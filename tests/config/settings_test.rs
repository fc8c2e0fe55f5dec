#[cfg(test)]
mod tests {
    use std::env;
    use std::path::{Path, PathBuf};

    use starcube::config::{CubeFile, SettingsError, CONFIG_ENV_VAR};
    use starcube::coerce::CoerceError;
    use starcube::cube::{AggregateFunction, CubeError};
    use starcube::io::OutputFormat;
    use starcube::join::{JoinError, LookupError};
    use starcube::model::{DataType, ExprError};

    fn demo_file() -> PathBuf {
        Path::new(env!("CARGO_MANIFEST_DIR")).join("demos/sample_schema/cube.toml")
    }

    const BASE_TABLES: &str = r#"
[tables.fact]
columns = [
    { name = "customer_id", type = "int" },
    { name = "quantity", type = "int" },
    { name = "note", type = "text" },
]

[tables.dim_customer]
columns = [
    { name = "customer_id", type = "int" },
    { name = "region", type = "text" },
]

[star]
fact = "fact"
dimensions = [{ table = "dim_customer", key = "customer_id", foreign_key = "customer_id" }]
"#;

    fn with_cube(cube: &str) -> CubeFile {
        CubeFile::from_toml(&format!("{}\n[cube]\n{}", BASE_TABLES, cube)).unwrap()
    }

    #[test]
    fn test_parse_demo_cube_file() {
        let file = CubeFile::from_file(demo_file()).unwrap();

        assert_eq!(file.name(), "sales_cube");
        assert_eq!(file.tables.len(), 4);
        assert_eq!(file.star.fact, "fact_sales");
        let aliases: Vec<_> = file.star.dimensions.iter().map(|d| d.alias()).collect();
        assert_eq!(aliases, vec!["c", "p", "d"]);
        assert_eq!(file.output.format, OutputFormat::Csv);
        assert_eq!(file.output.preview_rows, 12);
        assert_eq!(file.table_file("dim_date").unwrap(), "dim_date.csv");
        assert_eq!(
            file.data_dir(None).unwrap(),
            demo_file().parent().unwrap().join("data")
        );

        let cube = file.validate().unwrap();
        assert_eq!(cube.attribute_names(), &["c.region", "p.category", "d.year"]);
        assert_eq!(
            cube.measure_labels(),
            vec!["sum_quantity", "total_sales", "total_cost", "count", "avg_unit_price"]
        );
        assert_eq!(
            cube.measure_types(),
            vec![
                DataType::Int,
                DataType::Float,
                DataType::Float,
                DataType::Int,
                DataType::Float,
            ]
        );
        assert_eq!(cube.grouping_sets().len(), 8);
    }

    #[test]
    fn test_defaults() {
        let file = with_cube(r#"group_by = ["region"]"#);
        assert_eq!(file.name(), "cube");
        assert_eq!(file.source.data_dir, "data");
        assert_eq!(file.output.dir, "outputs");
        assert_eq!(file.output.preview_rows, 10);
        assert!(file.engine.parallel);
        assert!(file.cube.spec.measures.is_empty());
        assert!(file.validate().is_ok());
    }

    #[test]
    fn test_data_dir_override_and_env() {
        env::set_var("STARCUBE_SETTINGS_TEST_DATA", "/srv/warehouse");
        let file = CubeFile::from_toml(&format!(
            "[source]\ndata_dir = \"${{STARCUBE_SETTINGS_TEST_DATA}}/csv\"\n{}",
            BASE_TABLES
        ))
        .unwrap();

        assert_eq!(
            file.data_dir(None).unwrap(),
            PathBuf::from("/srv/warehouse/csv")
        );
        assert_eq!(
            file.data_dir(Some(Path::new("elsewhere"))).unwrap(),
            PathBuf::from("elsewhere")
        );
    }

    #[test]
    fn test_missing_env_var() {
        let file = CubeFile::from_toml("[source]\ndata_dir = \"${STARCUBE_SETTINGS_TEST_UNSET}\"")
            .unwrap();
        assert!(matches!(
            file.data_dir(None),
            Err(SettingsError::MissingEnvVar(name)) if name == "STARCUBE_SETTINGS_TEST_UNSET"
        ));
    }

    #[test]
    fn test_unknown_table() {
        let file = CubeFile::from_toml(
            r#"
[tables.fact]
columns = [{ name = "id", type = "int" }]

[star]
fact = "fact"
dimensions = [{ table = "dim_missing", key = "id", foreign_key = "id" }]
"#,
        )
        .unwrap();
        assert!(matches!(
            file.validate(),
            Err(SettingsError::UnknownTable(name)) if name == "dim_missing"
        ));
    }

    #[test]
    fn test_missing_fact() {
        let file = CubeFile::from_toml("[cube]\ngroup_by = []").unwrap();
        assert!(matches!(
            file.validate(),
            Err(SettingsError::InvalidConfig(_))
        ));
    }

    #[test]
    fn test_unknown_attribute() {
        let file = with_cube(r#"group_by = ["region", "year"]"#);
        assert!(matches!(
            file.validate(),
            Err(SettingsError::Cube(CubeError::Attribute(LookupError::Unknown(name)))) if name == "year"
        ));
    }

    #[test]
    fn test_ambiguous_bare_name() {
        let file = with_cube(r#"group_by = ["customer_id"]"#);
        assert!(matches!(
            file.validate(),
            Err(SettingsError::Cube(CubeError::Attribute(LookupError::Ambiguous { .. })))
        ));

        let file = with_cube(r#"group_by = ["dim_customer.customer_id"]"#);
        assert!(file.validate().is_ok());
    }

    #[test]
    fn test_sum_of_text_rejected() {
        let file = with_cube(
            r#"
group_by = ["region"]
measures = [{ function = "sum", column = "note" }]
"#,
        );
        assert_eq!(
            file.validate().unwrap_err().to_string(),
            CubeError::UnsupportedAggregate {
                function: AggregateFunction::Sum,
                column: "fact.note".to_string(),
                data_type: DataType::Text,
            }
            .to_string()
        );
    }

    #[test]
    fn test_key_type_mismatch() {
        let file = CubeFile::from_toml(
            r#"
[tables.fact]
columns = [{ name = "customer_id", type = "text" }]

[tables.dim_customer]
columns = [{ name = "customer_id", type = "int" }]

[star]
fact = "fact"
dimensions = [{ table = "dim_customer", key = "customer_id", foreign_key = "customer_id" }]
"#,
        )
        .unwrap();
        assert!(matches!(
            file.validate(),
            Err(SettingsError::Join(JoinError::KeyTypeMismatch { .. }))
        ));
    }

    #[test]
    fn test_derived_formula_errors() {
        let unparsable = CubeFile::from_toml(
            r#"
[tables.fact]
columns = [{ name = "quantity", type = "int" }]
derived = [{ name = "big", expr = "quantity >" }]
"#,
        );
        assert!(matches!(unparsable, Err(SettingsError::ParseError(_))));

        let unknown = CubeFile::from_toml(
            r#"
[tables.fact]
columns = [{ name = "quantity", type = "int" }]
derived = [{ name = "amount", expr = "quantity * price" }]

[star]
fact = "fact"
"#,
        )
        .unwrap();
        assert!(matches!(
            unknown.validate(),
            Err(SettingsError::Schema(CoerceError::InvalidDerived {
                source: ExprError::UnknownColumn(_),
                ..
            }))
        ));
    }

    #[test]
    fn test_load_from_env() {
        env::remove_var(CONFIG_ENV_VAR);
        assert!(matches!(CubeFile::load(None), Err(SettingsError::NoConfig)));

        env::set_var(CONFIG_ENV_VAR, demo_file());
        let file = CubeFile::load(None).unwrap();
        assert_eq!(file.path.as_deref(), Some(demo_file().as_path()));

        // the CLI resolves its cube file the same way, variables included
        env::set_var("STARCUBE_SETTINGS_TEST_ROOT", env!("CARGO_MANIFEST_DIR"));
        env::set_var(
            CONFIG_ENV_VAR,
            "${STARCUBE_SETTINGS_TEST_ROOT}/demos/sample_schema/cube.toml",
        );
        assert_eq!(CubeFile::resolve_path(None).unwrap(), demo_file());
        assert_eq!(
            CubeFile::resolve_path(Some(Path::new("other.toml"))).unwrap(),
            PathBuf::from("other.toml")
        );
        let file = CubeFile::load(None).unwrap();
        assert_eq!(file.name(), "sales_cube");
        env::remove_var(CONFIG_ENV_VAR);

        assert!(matches!(
            CubeFile::load(Some(Path::new("no/such/cube.toml"))),
            Err(SettingsError::FileNotFound(_))
        ));
    }
}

○ ○ ○

→ HOW TO COMPLETE THIS TASK: Within the data above, pick out all lines holding the word "note".

→ EXERCISE OUTPUT:
    { name = "note", type = "text" },
measures = [{ function = "sum", column = "note" }]
                column: "fact.note".to_string(),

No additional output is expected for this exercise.